Cette nouvelle création est à la fois familière, puisqu’on y retrouve la manière de Barrier de s’adresser au public de façon intime, tant dans le ton que dans le fond, mais aussi nouvelle, puisque cette fois Barrier va plus loin dans la déstructuration de la parole, dans l’idée de créer de nouvelles formes. En utilisant un sampler, de la musique et de la vidéo, Barrier hache son propos, en fait des boucles, des répétitions, des refrains, créant avec sa parole un matériau presque musical, et c’est le grand plus du spectacle, qui se transforme ici en performance d’art contemporain, plus qu’en conversation au coin du bar. Oui c’est plus sombre, on rit moins – même s’il y a des choses drôles, notamment quand Barrier parle de son psy, à Hennebont, ou se compare à Carrie Mathison, de Homeland. Et c’est super bien gaulé, ça tient la route, ça a du sens, il y a de la poésie, c’est plutôt beau, plastiquement, dans une atmosphère en noir et blanc, la marque de fabrique de Barrier. Même si, qui dit arty, dit moins de chair, et moins de chaire aussi, même si Barrier parle de célébration, son souffle est ici plutôt celui d’un pénitent au confessionnal que celui d’un orateur du Speaker’s corner de Hyde Park.

De l’intime à l’extime

Dans « Ceux qui vont mieux »,  le fait d’avoir vu ou non des spectacles de Barrier, de connaître ou pas son univers, jouera un rôle dans le ressenti du spectateur. Nous, on connait ses spectacles, on a vu (au Cleub, ce merveilleux lieu de jaille du Pouldu, aujourd’hui fermé) celui qui a donné naissance à « Ceux qui vont mieux », où apparaissent le curé de Morlaix, Georges Perros, Sleaford Mods et le père de Barrier. On a fait un Paris-Rennes avec Wee Wee, son chat, sur les épaules. On a croisé sa compagne, Elisa, à Locmiquélic, où il vit, on a fait des interviews de lui dans son appartement vue sur le port de Sainte-Catherine, on sait que son fils s’appelle Abel, que la fille d’Elisa s’appelle Garbo et qu’elle danse… Donc on comprend. Mais on se dit que les autres risquent ramer. Peut-être pas, au fond ? 

Mais ça nous trouble, de lire tant d’intime dans cette histoire, de voir Sébastien, en scène, prendre des (vrais ?) comprimés de lithium pour soigner sa bipolarité, même si, comme il le dit « Mais maman, oui, tu l’as lu sur Facebook, mais tu sais bien que je suis comédien ».

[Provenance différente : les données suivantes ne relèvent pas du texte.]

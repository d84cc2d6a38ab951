use serde::{Deserialize, Serialize};

#[derive(Clone, Copy, Debug, PartialEq, Eq, Hash, Serialize, Deserialize)]
#[serde(rename_all = "snake_case")]
pub enum Direction {
    Up,
    Down,
    Left,
    Right,
    None,
}

impl Direction {
    pub const ALL: [Direction; 4] = [
        Direction::Up,
        Direction::Down,
        Direction::Left,
        Direction::Right,
    ];

    pub fn delta(self) -> (i32, i32) {
        match self {
            Direction::Up => (0, -1),
            Direction::Down => (0, 1),
            Direction::Left => (-1, 0),
            Direction::Right => (1, 0),
            Direction::None => (0, 0),
        }
    }

    pub fn from_delta(dx: i32, dy: i32) -> Self {
        match (dx.signum(), dy.signum()) {
            (0, -1) => Direction::Up,
            (0, 1) => Direction::Down,
            (-1, 0) => Direction::Left,
            (1, 0) => Direction::Right,
            _ => Direction::None,
        }
    }
}

#[derive(Clone, Copy, Debug, Default, PartialEq, Eq, Hash, PartialOrd, Ord, Serialize)]
pub struct Vec2 {
    pub x: i32,
    pub y: i32,
}

impl Vec2 {
    pub const fn new(x: i32, y: i32) -> Self {
        Self { x, y }
    }
}

impl From<(i32, i32)> for Vec2 {
    fn from((x, y): (i32, i32)) -> Self {
        Self { x, y }
    }
}

#[derive(Clone, Copy, Debug, PartialEq, Eq, Serialize)]
#[serde(rename_all = "snake_case")]
pub enum CellKind {
    Wall,
    Floor,
    PlayerSpawn,
    GhostSpawn,
}

#[derive(Clone, Copy, Debug, PartialEq, Eq, Serialize)]
#[serde(rename_all = "snake_case")]
pub enum PickupKind {
    Dot,
    TeleportCharge,
    SpeedBoost,
    Invincibility,
}

#[derive(Clone, Copy, Debug, PartialEq, Eq, Serialize)]
#[serde(rename_all = "snake_case")]
pub enum GhostType {
    Chaser,
    Ambusher,
    Flanker,
    Opportunist,
}

impl GhostType {
    pub const ROSTER: [GhostType; 4] = [
        GhostType::Chaser,
        GhostType::Ambusher,
        GhostType::Flanker,
        GhostType::Opportunist,
    ];
}

#[derive(Clone, Copy, Debug, PartialEq, Eq, Serialize)]
#[serde(rename_all = "snake_case")]
pub enum GhostModeKind {
    Scatter,
    Chase,
    Frightened,
    ReturningHome,
}

#[derive(Clone, Copy, Debug, Default, PartialEq, Eq, Serialize, Deserialize)]
#[serde(rename_all = "snake_case")]
pub enum Difficulty {
    Easy,
    #[default]
    Normal,
    Hard,
}

impl Difficulty {
    pub fn parse(value: &str) -> Option<Self> {
        match value.trim().to_ascii_lowercase().as_str() {
            "easy" => Some(Self::Easy),
            "normal" => Some(Self::Normal),
            "hard" => Some(Self::Hard),
            _ => None,
        }
    }
}

#[derive(Clone, Copy, Debug, Default, PartialEq, Eq, Serialize, Deserialize)]
#[serde(rename_all = "snake_case")]
pub enum Skin {
    #[default]
    Yellow,
    Green,
    Pink,
}

impl Skin {
    pub fn parse(value: &str) -> Option<Self> {
        match value.trim().to_ascii_lowercase().as_str() {
            "yellow" => Some(Self::Yellow),
            "green" => Some(Self::Green),
            "pink" => Some(Self::Pink),
            _ => None,
        }
    }
}

#[derive(Clone, Copy, Debug, PartialEq, Eq, Serialize)]
#[serde(rename_all = "snake_case")]
pub enum RoundOutcome {
    Victory,
    Defeat,
}

#[derive(Clone, Debug, PartialEq, Serialize)]
#[serde(tag = "type", rename_all = "snake_case")]
pub enum GameEvent {
    DotEaten {
        x: i32,
        y: i32,
    },
    ComboExtended {
        count: u32,
        bonus: u32,
    },
    PickupTaken {
        kind: PickupKind,
        x: i32,
        y: i32,
    },
    Teleported {
        from: Vec2,
        to: Vec2,
    },
    GhostEaten {
        #[serde(rename = "ghostIndex")]
        ghost_index: usize,
        #[serde(rename = "ghostType")]
        ghost_type: GhostType,
    },
    PlayerDied {
        #[serde(rename = "livesLeft")]
        lives_left: i32,
    },
    RoundOver {
        outcome: RoundOutcome,
        score: u32,
    },
}

#[derive(Clone, Debug, Serialize)]
pub struct PlayerView {
    pub x: i32,
    pub y: i32,
    pub fx: f32,
    pub fy: f32,
    pub dir: Direction,
    #[serde(rename = "queuedDir")]
    pub queued_dir: Direction,
    #[serde(rename = "teleportCharges")]
    pub teleport_charges: u32,
    #[serde(rename = "speedTicks")]
    pub speed_ticks: u32,
    #[serde(rename = "invincibleTicks")]
    pub invincible_ticks: u32,
}

#[derive(Clone, Debug, Serialize)]
pub struct GhostView {
    #[serde(rename = "type")]
    pub ghost_type: GhostType,
    pub x: i32,
    pub y: i32,
    pub fx: f32,
    pub fy: f32,
    pub dir: Direction,
    pub mode: GhostModeKind,
    pub eaten: bool,
}

#[derive(Clone, Debug, Serialize)]
pub struct PickupView {
    pub kind: PickupKind,
    pub x: i32,
    pub y: i32,
}

#[derive(Clone, Debug, Serialize)]
pub struct Snapshot {
    pub tick: u64,
    pub score: u32,
    pub lives: i32,
    pub combo: u32,
    pub countdown: u32,
    pub ended: bool,
    pub outcome: Option<RoundOutcome>,
    #[serde(rename = "dotsRemaining")]
    pub dots_remaining: usize,
    pub player: PlayerView,
    pub ghosts: Vec<GhostView>,
    pub pickups: Vec<PickupView>,
    pub events: Vec<GameEvent>,
}

#[derive(Clone, Debug, PartialEq, Eq, Serialize, Deserialize)]
pub struct ScoreRecord {
    pub score: u32,
    pub difficulty: Difficulty,
    pub skin: Skin,
}
use crate::constants::{
    get_difficulty_profile, DifficultyProfile, TeleportBonus, COMBO_BONUS, COMBO_WINDOW_TICKS,
    DOT_SCORE, GHOST_EATEN_SCORE, START_COUNTDOWN_TICKS, STARTING_LIVES,
};
use crate::leaderboard::Leaderboard;
use crate::maze::Maze;
use crate::rng::Rng;
use crate::types::{
    Difficulty, Direction, GameEvent, GhostType, RoundOutcome, ScoreRecord, Skin, Snapshot,
};

pub mod ghost_system;
pub mod motion;
pub mod pathfinding;
pub mod player_system;
pub mod utils;

pub use self::ghost_system::{Ghost, GhostMode, Pursuit};
pub use self::player_system::Player;

#[derive(Clone, Debug)]
pub struct GameEngineOptions {
    pub difficulty: Difficulty,
    pub skin: Skin,
    pub seed: u64,
    pub countdown_ticks: u32,
}

impl Default for GameEngineOptions {
    fn default() -> Self {
        Self {
            difficulty: Difficulty::default(),
            skin: Skin::default(),
            seed: 0,
            countdown_ticks: START_COUNTDOWN_TICKS,
        }
    }
}

#[derive(Clone, Debug)]
pub struct GameEngine {
    pub options: GameEngineOptions,
    profile: DifficultyProfile,
    maze: Maze,
    rng: Rng,
    player: Player,
    ghosts: Vec<Ghost>,
    events: Vec<GameEvent>,
    leaderboard: Leaderboard,

    score: u32,
    lives: i32,
    combo: u32,
    combo_ticks: u32,
    countdown: u32,
    decision_clock: u32,
    tick_counter: u64,
    ended: bool,
    outcome: Option<RoundOutcome>,
    score_saved: bool,
}

impl GameEngine {
    pub fn new(maze: Maze, options: GameEngineOptions, leaderboard: Leaderboard) -> Self {
        let mut rng = Rng::new(options.seed);
        let profile = get_difficulty_profile(options.difficulty);

        let mut player = Player::spawn(maze.player_spawn());
        match profile.teleport_bonus {
            TeleportBonus::Grant(charges) => player.teleport_charges += charges,
            TeleportBonus::Keep => {}
            TeleportBonus::Revoke => player.teleport_charges = 0,
        }

        // The flanker triangulates off the chaser, which is always spawned first.
        let ghosts = GhostType::ROSTER
            .iter()
            .map(|&ghost_type| {
                let peer = (ghost_type == GhostType::Flanker).then_some(0);
                Ghost::spawn(ghost_type, &maze, &mut rng, peer)
            })
            .collect();

        log::info!(
            "round start: {}x{} maze, {} dots, difficulty {:?}, seed {}",
            maze.width(),
            maze.height(),
            maze.remaining_dots(),
            options.difficulty,
            options.seed
        );

        Self {
            countdown: options.countdown_ticks,
            options,
            profile,
            maze,
            rng,
            player,
            ghosts,
            events: Vec::new(),
            leaderboard,
            score: 0,
            lives: STARTING_LIVES,
            combo: 0,
            combo_ticks: 0,
            decision_clock: 0,
            tick_counter: 0,
            ended: false,
            outcome: None,
            score_saved: false,
        }
    }

    pub fn is_ended(&self) -> bool {
        self.ended
    }

    pub fn outcome(&self) -> Option<RoundOutcome> {
        self.outcome
    }

    pub fn score(&self) -> u32 {
        self.score
    }

    pub fn lives(&self) -> i32 {
        self.lives
    }

    pub fn combo(&self) -> u32 {
        self.combo
    }

    pub fn tick(&self) -> u64 {
        self.tick_counter
    }

    pub fn countdown(&self) -> u32 {
        self.countdown
    }

    pub fn maze(&self) -> &Maze {
        &self.maze
    }

    pub fn player(&self) -> &Player {
        &self.player
    }

    pub fn ghosts(&self) -> &[Ghost] {
        &self.ghosts
    }

    pub fn leaderboard(&self) -> &Leaderboard {
        &self.leaderboard
    }

    pub fn into_leaderboard(self) -> Leaderboard {
        self.leaderboard
    }

    pub fn set_direction(&mut self, dir: Direction) {
        if self.ended {
            return;
        }
        self.player.queue_direction(dir);
    }

    pub fn request_teleport(&mut self) -> bool {
        if self.ended {
            return false;
        }
        match self.player.teleport(&self.maze) {
            Some((from, to)) => {
                self.events.push(GameEvent::Teleported { from, to });
                true
            }
            None => false,
        }
    }

    pub fn step(&mut self) {
        if self.ended {
            return;
        }
        self.tick_counter += 1;

        if self.countdown > 0 {
            self.countdown -= 1;
            return;
        }
        if self.lives <= 0 {
            self.finish(RoundOutcome::Defeat);
            return;
        }

        self.player.update(&self.maze);
        self.update_ghosts();
        self.resolve_dot();
        self.resolve_pickup();
        if self.maze.remaining_dots() == 0 {
            self.finish(RoundOutcome::Victory);
        }
        self.resolve_collisions();
        self.combo_ticks = self.combo_ticks.saturating_sub(1);
    }

    pub fn build_snapshot(&mut self, include_events: bool) -> Snapshot {
        let snapshot = Snapshot {
            tick: self.tick_counter,
            score: self.score,
            lives: self.lives,
            combo: self.combo,
            countdown: self.countdown,
            ended: self.ended,
            outcome: self.outcome,
            dots_remaining: self.maze.remaining_dots(),
            player: self.player.view(),
            ghosts: self.ghosts.iter().map(Ghost::view).collect(),
            pickups: self.maze.pickup_views(),
            events: if include_events {
                self.events.clone()
            } else {
                Vec::new()
            },
        };
        if include_events {
            self.events.clear();
        }
        snapshot
    }

    fn update_ghosts(&mut self) {
        self.decision_clock = (self.decision_clock + 1) % self.profile.decision_interval.max(1);
        let decide = self.decision_clock == 0;

        for index in 0..self.ghosts.len() {
            let peer_tile = self.ghosts[index]
                .peer
                .and_then(|peer| self.ghosts.get(peer))
                .map(|peer| peer.body.tile);
            let pursuit = Pursuit {
                player_tile: self.player.body.tile,
                player_dir: self.player.body.dir,
                player_invincible: self.player.is_invincible(),
                peer_tile,
            };
            self.ghosts[index].update(&pursuit, decide, &self.maze, &mut self.rng);
        }
    }

    fn resolve_dot(&mut self) {
        let tile = self.player.body.tile;
        if !self.maze.consume_dot(tile.x, tile.y) {
            return;
        }
        self.score += DOT_SCORE;
        self.events.push(GameEvent::DotEaten {
            x: tile.x,
            y: tile.y,
        });

        if self.combo_ticks > 0 {
            self.combo += 1;
            let bonus = (self.combo - 1) * COMBO_BONUS;
            self.score += bonus;
            self.events.push(GameEvent::ComboExtended {
                count: self.combo,
                bonus,
            });
        } else {
            self.combo = 1;
        }
        self.combo_ticks = COMBO_WINDOW_TICKS;
    }

    fn resolve_pickup(&mut self) {
        let tile = self.player.body.tile;
        let Some(kind) = self.maze.consume_pickup(tile.x, tile.y) else {
            return;
        };
        self.player.apply_pickup(kind);
        self.events.push(GameEvent::PickupTaken {
            kind,
            x: tile.x,
            y: tile.y,
        });
    }

    fn resolve_collisions(&mut self) {
        for index in 0..self.ghosts.len() {
            if self.ghosts[index].body.tile != self.player.body.tile
                || self.ghosts[index].is_eaten()
            {
                continue;
            }

            let invincible = self.player.is_invincible();
            let frightened = self.ghosts[index].is_frightened();
            if invincible && frightened {
                self.ghosts[index].mark_eaten();
                if !self.ended {
                    self.score += GHOST_EATEN_SCORE;
                }
                let ghost_type = self.ghosts[index].ghost_type;
                log::debug!("tick {}: ate {ghost_type:?}", self.tick_counter);
                self.events.push(GameEvent::GhostEaten {
                    ghost_index: index,
                    ghost_type,
                });
            } else if !invincible && !frightened {
                self.lives -= 1;
                self.player.respawn(self.maze.player_spawn());
                log::info!(
                    "tick {}: caught by {:?}, {} lives left",
                    self.tick_counter,
                    self.ghosts[index].ghost_type,
                    self.lives
                );
                self.events.push(GameEvent::PlayerDied {
                    lives_left: self.lives,
                });
            }
        }
    }

    fn finish(&mut self, outcome: RoundOutcome) {
        if !self.ended {
            self.ended = true;
            self.outcome = Some(outcome);
            self.events.push(GameEvent::RoundOver {
                outcome,
                score: self.score,
            });
            log::info!(
                "round over at tick {}: {outcome:?} with {} points",
                self.tick_counter,
                self.score
            );
        }
        self.persist_score();
    }

    fn persist_score(&mut self) {
        if self.score_saved {
            return;
        }
        self.score_saved = true;
        let rank = self.leaderboard.add(ScoreRecord {
            score: self.score,
            difficulty: self.options.difficulty,
            skin: self.options.skin,
        });
        match rank {
            Some(rank) => log::info!("score {} placed #{rank}", self.score),
            None => log::debug!("score {} did not place", self.score),
        }
    }
}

Et avouons-le, dans ce filage de plus de deux heures, on a parfois trouvé le temps long, ce qui nous a étonné, parce qu’on fait partie des adeptes du révérend Barrier. Alors on ne se fait pas trop de souci, parce que le spectacle n’est pas forcément calé, et ne le sera sûrement jamais, puisque Barrier aime prendre les chemins de traverse, en scène. Et que c’est ça aussi qui le rend si attachant, Barrier, c’est qu’il préfère foirer une session plutôt que de ne pas suivre les pistes qu’il pressent sur le moment, quitte à s’égarer. Sans semer de grains de pavot sur les pavés. Quoique.